This article was published 09/10/2020 (1862 days ago), so information in it may no longer be current.
When the elm fell outside my house, the weight of the trunk hitting the ground made my bed leap, momentarily, from the floor.
I was still in it, mind you, and I didn’t know it was a tree until I, still dazed with sleep, looked out my front window. My heart sank. It was carnage — the carnage familiar to anyone living in Winnipeg’s older neighbourhoods. Men in hardhats everywhere. Chainsaws and woodchippers, grinding down a big, strong elm tree into sawdust. One hundred years to grow, 45 minutes to cut down.

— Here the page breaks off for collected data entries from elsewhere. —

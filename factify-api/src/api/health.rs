//! Health check endpoint

use axum::{extract::State, routing::get, Json, Router};
use factify_common::time;
use serde::{Deserialize, Serialize};

use crate::AppState;

/// Health check response
#[derive(Debug, Serialize, Deserialize)]
pub struct HealthResponse {
    /// Always "healthy" while the process can answer
    pub status: String,
    pub message: String,
    pub version: String,
    /// Seconds since service started
    pub uptime_seconds: u64,
}

/// GET /health
///
/// Liveness only; no provider is contacted.
pub async fn health_check(State(state): State<AppState>) -> Json<HealthResponse> {
    Json(HealthResponse {
        status: "healthy".to_string(),
        message: format!("{} is running", state.settings.app_name),
        version: state.settings.version.clone(),
        uptime_seconds: time::seconds_since(state.startup_time),
    })
}

/// Build health check routes
pub fn health_routes() -> Router<AppState> {
    Router::new().route("/health", get(health_check))
}
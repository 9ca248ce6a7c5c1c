//! Scripted provider implementations for router-level tests

use async_trait::async_trait;
use factify_api::models::{Source, VerdictStatus};
use factify_api::providers::{
    AiAssessment, AnalysisProvider, FactCheckProvider, FactCheckReport, ProviderError,
    ProviderSet, SourceDiscovery,
};
use std::sync::atomic::{AtomicUsize, Ordering};
use std::sync::Arc;
use std::time::Duration;

/// Number of adapter calls across a provider set
#[derive(Clone, Default)]
pub struct CallCounter(Arc<AtomicUsize>);

impl CallCounter {
    pub fn get(&self) -> usize {
        self.0.load(Ordering::SeqCst)
    }

    fn hit(&self) {
        self.0.fetch_add(1, Ordering::SeqCst);
    }
}

pub enum Script<T> {
    Reply(Result<T, ProviderError>),
    Panic(&'static str),
}

impl<T: Clone> Script<T> {
    fn run(&self) -> Result<T, ProviderError> {
        match self {
            Script::Reply(result) => result.clone(),
            Script::Panic(msg) => panic!("{}", msg),
        }
    }
}

pub struct ScriptedAnalysis {
    pub script: Script<AiAssessment>,
    pub calls: CallCounter,
}

#[async_trait]
impl AnalysisProvider for ScriptedAnalysis {
    fn name(&self) -> &'static str {
        "ScriptedAI"
    }

    fn timeout(&self) -> Duration {
        Duration::from_secs(1)
    }

    async fn analyze(&self, _text: &str, _context: Option<&str>) -> Result<AiAssessment, ProviderError> {
        self.calls.hit();
        self.script.run()
    }
}

pub struct ScriptedDatabase {
    pub script: Script<FactCheckReport>,
    pub calls: CallCounter,
}

#[async_trait]
impl FactCheckProvider for ScriptedDatabase {
    fn name(&self) -> &'static str {
        "ScriptedDatabase"
    }

    fn timeout(&self) -> Duration {
        Duration::from_secs(1)
    }

    async fn search(&self, _text: &str) -> Result<FactCheckReport, ProviderError> {
        self.calls.hit();
        self.script.run()
    }
}

pub struct ScriptedDiscovery {
    pub script: Script<Vec<Source>>,
    pub calls: CallCounter,
}

#[async_trait]
impl SourceDiscovery for ScriptedDiscovery {
    fn name(&self) -> &'static str {
        "ScriptedDiscovery"
    }

    fn timeout(&self) -> Duration {
        Duration::from_secs(1)
    }

    async fn discover(&self, _text: &str, _limit: usize) -> Result<Vec<Source>, ProviderError> {
        self.calls.hit();
        self.script.run()
    }
}

pub fn assessment(status: VerdictStatus, text: &str) -> AiAssessment {
    AiAssessment {
        status,
        confidence: 0.7,
        assessment: text.to_string(),
        key_claims: vec![],
        red_flags: vec![],
        verification_suggestions: vec![],
        reasoning: None,
    }
}

pub fn source(title: &str, score: Option<f64>) -> Source {
    Source {
        title: title.to_string(),
        url: format!("https://{}.example/", title.to_lowercase()),
        credibility_score: score,
    }
}

/// Provider set from one script per slot, sharing a call counter
pub fn scripted_set(
    analysis: Script<AiAssessment>,
    databases: Vec<Script<FactCheckReport>>,
    discovery: Script<Vec<Source>>,
) -> (ProviderSet, CallCounter) {
    let calls = CallCounter::default();
    let set = ProviderSet {
        analysis: Arc::new(ScriptedAnalysis {
            script: analysis,
            calls: calls.clone(),
        }),
        fact_checkers: databases
            .into_iter()
            .map(|script| {
                Arc::new(ScriptedDatabase {
                    script,
                    calls: calls.clone(),
                }) as Arc<dyn FactCheckProvider>
            })
            .collect(),
        discovery: Arc::new(ScriptedDiscovery {
            script: discovery,
            calls: calls.clone(),
        }),
    };
    (set, calls)
}

/// Every slot fails
pub fn failing_set() -> (ProviderSet, CallCounter) {
    scripted_set(
        Script::Reply(Err(ProviderError::NotConfigured)),
        vec![
            Script::Reply(Err(ProviderError::Status(503))),
            Script::Reply(Err(ProviderError::NotImplemented)),
        ],
        Script::Reply(Err(ProviderError::Timeout(Duration::from_secs(1)))),
    )
}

They weren’t done. Three (three!) more trees followed. One tree is sad enough; four, in one go, is a heartbreaking loss. Panic rose in my chest. I wanted to run out and tell them to stop.
My beloved elms have been giving me a lot of anxiety lately. Not just the ones with the orange spraypaint, obviously marked for death, but the seemingly healthy ones, like the one left in front of my house. You’re fine… for now.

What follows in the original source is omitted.